I know someone who I have reached out to multiple times over the years, and I know of others who have too. This person is clearly suffering from depression and anxiety and has been for years. They know they are suffering, and they know it gets worse every year. However, they only believe in the power of medicine and they have learned to gain attention and power from their situation. So, little by little, people have stopped reaching out.

I have hidden my depression during every episode, all the while praying someone would give me a lifeline and permission to not be okay.

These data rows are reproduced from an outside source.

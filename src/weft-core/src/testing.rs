//! Testing utilities and helpers for weft-core.
//!
//! Fixtures address nodes and edges by name so tests can state expected
//! structure without tracking raw identifiers.

use std::collections::{BTreeSet, HashMap};

use crate::hypergraph::{EdgeId, Hypergraph, NodeId};

/// Test fixture builder for creating common hypergraph scenarios.
///
/// Node payloads are the node names; edge payloads are the edge names.
pub struct HypergraphFixture {
    hypergraph: Hypergraph<String, String>,
    nodes: HashMap<String, NodeId>,
    edges: HashMap<String, EdgeId>,
}

impl Default for HypergraphFixture {
    fn default() -> Self {
        Self::new()
    }
}

impl HypergraphFixture {
    /// Create a new empty fixture.
    pub fn new() -> Self {
        Self::with_hypergraph(Hypergraph::new())
    }

    /// Create a fixture around a pre-configured hypergraph.
    pub fn with_hypergraph(hypergraph: Hypergraph<String, String>) -> Self {
        Self {
            hypergraph,
            nodes: HashMap::new(),
            edges: HashMap::new(),
        }
    }

    /// `{A, B, C}` joined by one hyperedge `E1`.
    pub fn triangle_hyperedge() -> Self {
        let mut fixture = Self::new();
        fixture.add_nodes(["A", "B", "C"]);
        fixture.add_edge("E1", ["A", "B", "C"]);
        fixture
    }

    /// Two disjoint pairs: `E1 = {A, B}` and `E2 = {C, D}`.
    pub fn disjoint_pairs() -> Self {
        let mut fixture = Self::new();
        fixture.add_nodes(["A", "B", "C", "D"]);
        fixture.add_edge("E1", ["A", "B"]);
        fixture.add_edge("E2", ["C", "D"]);
        fixture
    }

    /// A chain of overlapping hyperedges plus one isolated node:
    /// `E1 = {A, B, C}`, `E2 = {C, D}`, `E3 = {D, E, F}`, `G` alone.
    pub fn chain() -> Self {
        let mut fixture = Self::new();
        fixture.add_nodes(["A", "B", "C", "D", "E", "F", "G"]);
        fixture.add_edge("E1", ["A", "B", "C"]);
        fixture.add_edge("E2", ["C", "D"]);
        fixture.add_edge("E3", ["D", "E", "F"]);
        fixture
    }

    /// Add named nodes.
    ///
    /// # Panics
    /// Panics if a name is already in use.
    pub fn add_nodes<'a>(&mut self, names: impl IntoIterator<Item = &'a str>) {
        for name in names {
            assert!(!self.nodes.contains_key(name), "duplicate node name {name}");
            let id = self.hypergraph.add_node(name.to_string());
            self.nodes.insert(name.to_string(), id);
        }
    }

    /// Add a named edge over named nodes.
    ///
    /// # Panics
    /// Panics if a node name is unknown or the edge is rejected.
    pub fn add_edge<'a>(
        &mut self,
        name: &str,
        members: impl IntoIterator<Item = &'a str>,
    ) -> EdgeId {
        let ids: Vec<NodeId> = members.into_iter().map(|m| self.node(m)).collect();
        let id = self
            .hypergraph
            .add_edge(ids, name.to_string())
            .expect("fixture edge should be valid");
        self.edges.insert(name.to_string(), id);
        id
    }

    /// Add a named weighted edge over named nodes.
    pub fn add_weighted_edge<'a>(
        &mut self,
        name: &str,
        weight: f64,
        members: impl IntoIterator<Item = &'a str>,
    ) -> EdgeId {
        let ids: Vec<NodeId> = members.into_iter().map(|m| self.node(m)).collect();
        let id = self
            .hypergraph
            .add_weighted_edge(ids, weight, name.to_string())
            .expect("fixture edge should be valid");
        self.edges.insert(name.to_string(), id);
        id
    }

    /// Get a node ID by name.
    ///
    /// # Panics
    /// Panics if the name is unknown.
    pub fn node(&self, name: &str) -> NodeId {
        *self
            .nodes
            .get(name)
            .unwrap_or_else(|| panic!("unknown fixture node {name}"))
    }

    /// Get an edge ID by name.
    ///
    /// # Panics
    /// Panics if the name is unknown.
    pub fn edge(&self, name: &str) -> EdgeId {
        *self
            .edges
            .get(name)
            .unwrap_or_else(|| panic!("unknown fixture edge {name}"))
    }

    /// A set of node IDs by name.
    pub fn node_set<'a>(&self, names: impl IntoIterator<Item = &'a str>) -> BTreeSet<NodeId> {
        names.into_iter().map(|name| self.node(name)).collect()
    }

    /// Get the hypergraph.
    pub fn hypergraph(&self) -> &Hypergraph<String, String> {
        &self.hypergraph
    }

    /// Get a mutable reference to the hypergraph.
    pub fn hypergraph_mut(&mut self) -> &mut Hypergraph<String, String> {
        &mut self.hypergraph
    }

    /// Consume the fixture and return the hypergraph.
    pub fn into_hypergraph(self) -> Hypergraph<String, String> {
        self.hypergraph
    }
}

/// Assert that a hypergraph's incidence relation is consistent.
///
/// Checks symmetry between `edges_of` and `nodes_of`, degree and size
/// bookkeeping, and the facade's own `validate`.
pub fn assert_incidence_consistent<N, E>(hypergraph: &Hypergraph<N, E>) {
    hypergraph
        .validate()
        .unwrap_or_else(|err| panic!("invariant violated: {err}"));

    for node in hypergraph.node_ids() {
        let edges: Vec<_> = hypergraph.edges_of(node).expect("live node").collect();
        assert_eq!(hypergraph.degree(node).expect("live node"), edges.len());
        for edge in edges {
            assert!(hypergraph.contains_edge(edge), "{node} lists dead edge {edge}");
            assert!(
                hypergraph.nodes_of(edge).expect("live edge").any(|n| n == node),
                "{node} lists {edge} but not the reverse"
            );
        }
    }
    for edge in hypergraph.edge_ids() {
        let nodes: Vec<_> = hypergraph.nodes_of(edge).expect("live edge").collect();
        assert_eq!(hypergraph.edge_size(edge).expect("live edge"), nodes.len());
        let unique: BTreeSet<_> = nodes.iter().copied().collect();
        assert_eq!(unique.len(), nodes.len(), "{edge} has duplicate members");
        for node in nodes {
            assert!(hypergraph.contains_node(node), "{edge} lists dead node {node}");
            assert!(
                hypergraph.edges_of(node).expect("live node").any(|e| e == edge),
                "{edge} lists {node} but not the reverse"
            );
        }
    }
}

#[cfg(test)]
mod tests {
    use super::*;

    #[test]
    fn test_triangle_fixture() {
        let fixture = HypergraphFixture::triangle_hyperedge();
        let hg = fixture.hypergraph();

        assert_eq!(hg.node_count(), 3);
        assert_eq!(hg.edge_count(), 1);
        assert_eq!(hg.edge_size(fixture.edge("E1")).unwrap(), 3);
        assert_incidence_consistent(hg);
    }

    #[test]
    fn test_chain_fixture() {
        let fixture = HypergraphFixture::chain();
        let hg = fixture.hypergraph();

        assert_eq!(hg.node_count(), 7);
        assert_eq!(hg.edge_count(), 3);
        assert_eq!(hg.degree(fixture.node("C")).unwrap(), 2);
        assert_eq!(hg.degree(fixture.node("G")).unwrap(), 0);
        assert_eq!(
            hg.node(fixture.node("D")).map(|n| n.data.as_str()),
            Some("D")
        );
    }

    #[test]
    #[should_panic(expected = "unknown fixture node Z")]
    fn test_unknown_name_panics() {
        let fixture = HypergraphFixture::new();
        fixture.node("Z");
    }
}
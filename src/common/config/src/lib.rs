//! Configuration management for weft.
//!
//! Provides per-graph structural policy plus tuning for matrix import and
//! the exhaustive cut search.

use common_error::{WeftError, WeftResult};
use serde::{Deserialize, Serialize};

/// Global weft configuration.
#[derive(Debug, Clone, PartialEq, Serialize, Deserialize, Default)]
#[serde(default)]
pub struct WeftConfig {
    /// Structural configuration for hypergraph instances.
    pub graph: GraphConfig,
    /// Matrix conversion configuration.
    pub matrix: MatrixConfig,
    /// Algorithm limits.
    pub analysis: AnalysisConfig,
}

impl WeftConfig {
    /// Parse a configuration from JSON and validate it.
    ///
    /// Missing sections and fields fall back to their defaults.
    pub fn from_json(json: &str) -> WeftResult<Self> {
        let config: Self = serde_json::from_str(json)?;
        config.validate()?;
        Ok(config)
    }

    /// Check that every value is usable.
    pub fn validate(&self) -> WeftResult<()> {
        let tolerance = self.matrix.weight_tolerance;
        if !tolerance.is_finite() || tolerance < 0.0 {
            return Err(WeftError::config(format!(
                "matrix.weight_tolerance must be a finite non-negative number, got {tolerance}"
            )));
        }
        if self.analysis.max_cut_search_nodes == 0 {
            return Err(WeftError::config(
                "analysis.max_cut_search_nodes must be at least 1",
            ));
        }
        Ok(())
    }
}

/// What happens to an edge whose last node is detached from it.
#[derive(Debug, Clone, Copy, PartialEq, Eq, Serialize, Deserialize, Default)]
#[serde(rename_all = "snake_case")]
pub enum EmptyEdgePolicy {
    /// Keep the edge as a zero-node edge.
    #[default]
    Retain,
    /// Delete the edge as soon as it becomes empty. Empty edges are also
    /// rejected at creation time under this policy.
    Remove,
}

/// Hypergraph structural configuration.
#[derive(Debug, Clone, PartialEq, Eq, Serialize, Deserialize)]
#[serde(default)]
pub struct GraphConfig {
    /// Empty-edge policy, applied uniformly by every mutation.
    pub empty_edges: EmptyEdgePolicy,
    /// Initial node capacity hint.
    pub node_capacity: usize,
    /// Initial edge capacity hint.
    pub edge_capacity: usize,
}

impl Default for GraphConfig {
    fn default() -> Self {
        Self {
            empty_edges: EmptyEdgePolicy::Retain,
            node_capacity: 0,
            edge_capacity: 0,
        }
    }
}

impl GraphConfig {
    /// Builder-style setter for the empty-edge policy.
    #[must_use]
    pub fn with_empty_edges(mut self, policy: EmptyEdgePolicy) -> Self {
        self.empty_edges = policy;
        self
    }
}

/// Matrix conversion configuration.
#[derive(Debug, Clone, PartialEq, Serialize, Deserialize)]
#[serde(default)]
pub struct MatrixConfig {
    /// Maximum difference between two entries of a weighted column that are
    /// still read as the same edge weight.
    pub weight_tolerance: f64,
}

impl Default for MatrixConfig {
    fn default() -> Self {
        Self {
            weight_tolerance: 1e-4,
        }
    }
}

/// Limits for exhaustive algorithms.
#[derive(Debug, Clone, PartialEq, Eq, Serialize, Deserialize)]
#[serde(default)]
pub struct AnalysisConfig {
    /// Largest node count the isoperimetric search will enumerate subsets of.
    pub max_cut_search_nodes: usize,
}

impl Default for AnalysisConfig {
    fn default() -> Self {
        Self {
            max_cut_search_nodes: 20,
        }
    }
}
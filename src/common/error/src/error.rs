//! Core error types for weft.

use thiserror::Error;

/// Result type alias using `WeftError`.
pub type WeftResult<T> = std::result::Result<T, WeftError>;

/// Core error type for hypergraph operations.
#[derive(Debug, Error)]
#[non_exhaustive]
pub enum WeftError {
    /// Reference to an identity that was deleted or never existed.
    #[error("UnknownId: {kind} {id} is not registered")]
    UnknownId {
        /// Entity kind, `"node"` or `"edge"`.
        kind: &'static str,
        /// Raw numeric identity.
        id: u64,
    },

    /// Malformed edge definition (duplicate or unknown nodes, bad weight).
    #[error("InvalidEdge: {0}")]
    InvalidEdge(String),

    /// Conversion input violates the matrix shape or entry contract.
    #[error("MalformedMatrix: {0}")]
    MalformedMatrix(String),

    /// Invalid parameter provided to an algorithm.
    #[error("InvalidParameter: {0}")]
    InvalidParameter(String),

    /// Configuration could not be parsed or failed validation.
    #[error("ConfigError: {0}")]
    ConfigError(String),

    /// JSON serialization error.
    #[error("SerdeJsonError: {0}")]
    SerdeJsonError(#[from] serde_json::Error),

    /// Internal error (a broken invariant).
    #[error("InternalError: {0}")]
    InternalError(String),
}

impl WeftError {
    /// Create a new `UnknownId` error.
    pub fn unknown_id(kind: &'static str, id: u64) -> Self {
        Self::UnknownId { kind, id }
    }

    /// Create a new `InvalidEdge` error.
    pub fn invalid_edge<S: Into<String>>(msg: S) -> Self {
        Self::InvalidEdge(msg.into())
    }

    /// Create a new `MalformedMatrix` error.
    pub fn malformed_matrix<S: Into<String>>(msg: S) -> Self {
        Self::MalformedMatrix(msg.into())
    }

    /// Create a new `InvalidParameter` error.
    pub fn invalid_parameter<S: Into<String>>(msg: S) -> Self {
        Self::InvalidParameter(msg.into())
    }

    /// Create a new `ConfigError`.
    pub fn config<S: Into<String>>(msg: S) -> Self {
        Self::ConfigError(msg.into())
    }

    /// Create a new `InternalError`.
    pub fn internal<S: Into<String>>(msg: S) -> Self {
        Self::InternalError(msg.into())
    }

    /// Whether this error refers to a missing identity.
    pub fn is_unknown_id(&self) -> bool {
        matches!(self, Self::UnknownId { .. })
    }
}

/// Ensure a condition holds, returning an `InternalError` if not.
#[macro_export]
macro_rules! ensure {
    ($cond:expr, $variant:ident: $($msg:tt)*) => {
        if !$cond {
            return Err($crate::WeftError::$variant(format!($($msg)*)));
        }
    };
    ($cond:expr, $msg:expr) => {
        if !$cond {
            return Err($crate::WeftError::InternalError($msg.to_string()));
        }
    };
}

/// Return early with an `InvalidEdge` error.
#[macro_export]
macro_rules! invalid_edge {
    ($($arg:tt)*) => {
        return Err($crate::WeftError::InvalidEdge(format!($($arg)*)))
    };
}

/// Return early with a `MalformedMatrix` error.
#[macro_export]
macro_rules! malformed_matrix {
    ($($arg:tt)*) => {
        return Err($crate::WeftError::MalformedMatrix(format!($($arg)*)))
    };
}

Permission, no matter what you need permission for, can only come from you, and so will the strength to move forward. Others may very well you give you permission, encouragement, and boundless love, but until it comes from you, it is basically just lovely background music. Heard but not acknowledged. The permission HAS to come from within, as does resolve.

In my three decades on Earth, no person has ever told me to work harder. It is quite the opposite. At least once a month, someone tells me to rest, relax, delegate, outsource, take a break or a day off. The flu notwithstanding, Valentine’s Day was the first day of my life in which I gave myself permission to just lay in bed and do nothing…and then did it. It’s a silly thing, but it is significant.

The key factor is mindset, not ability. You are not expected to have every skill you need to attain your goals, heal yourself, establish yourself, etc. However, it is 1000% up to you how you progress through life. It is all on you. Others are there to teach, guide and support, but every action and step is yours to own.

Your ability to sort out what belongs on your path and what doesn’t is perhaps the most important ability you have.

Frederic Hudson and Pamela McLean Life Launch: A Passionate Guide to the Rest of your Life

You are not alone, though sometimes you may get lonely. You are not damaged, even though you may be a bit chipped. You are not alone, though sometimes you will feel like the black sheep. You can’t possibly be alone when you have your will and a mirror. You have yourself.

First and foremost, that has to be enough. You have to be enough. You are enough.

As we close out Love Yourself Month, my prayer is that more people move into March, really recognizing their own strength and beauty and gain the ability to call those things to the forefront.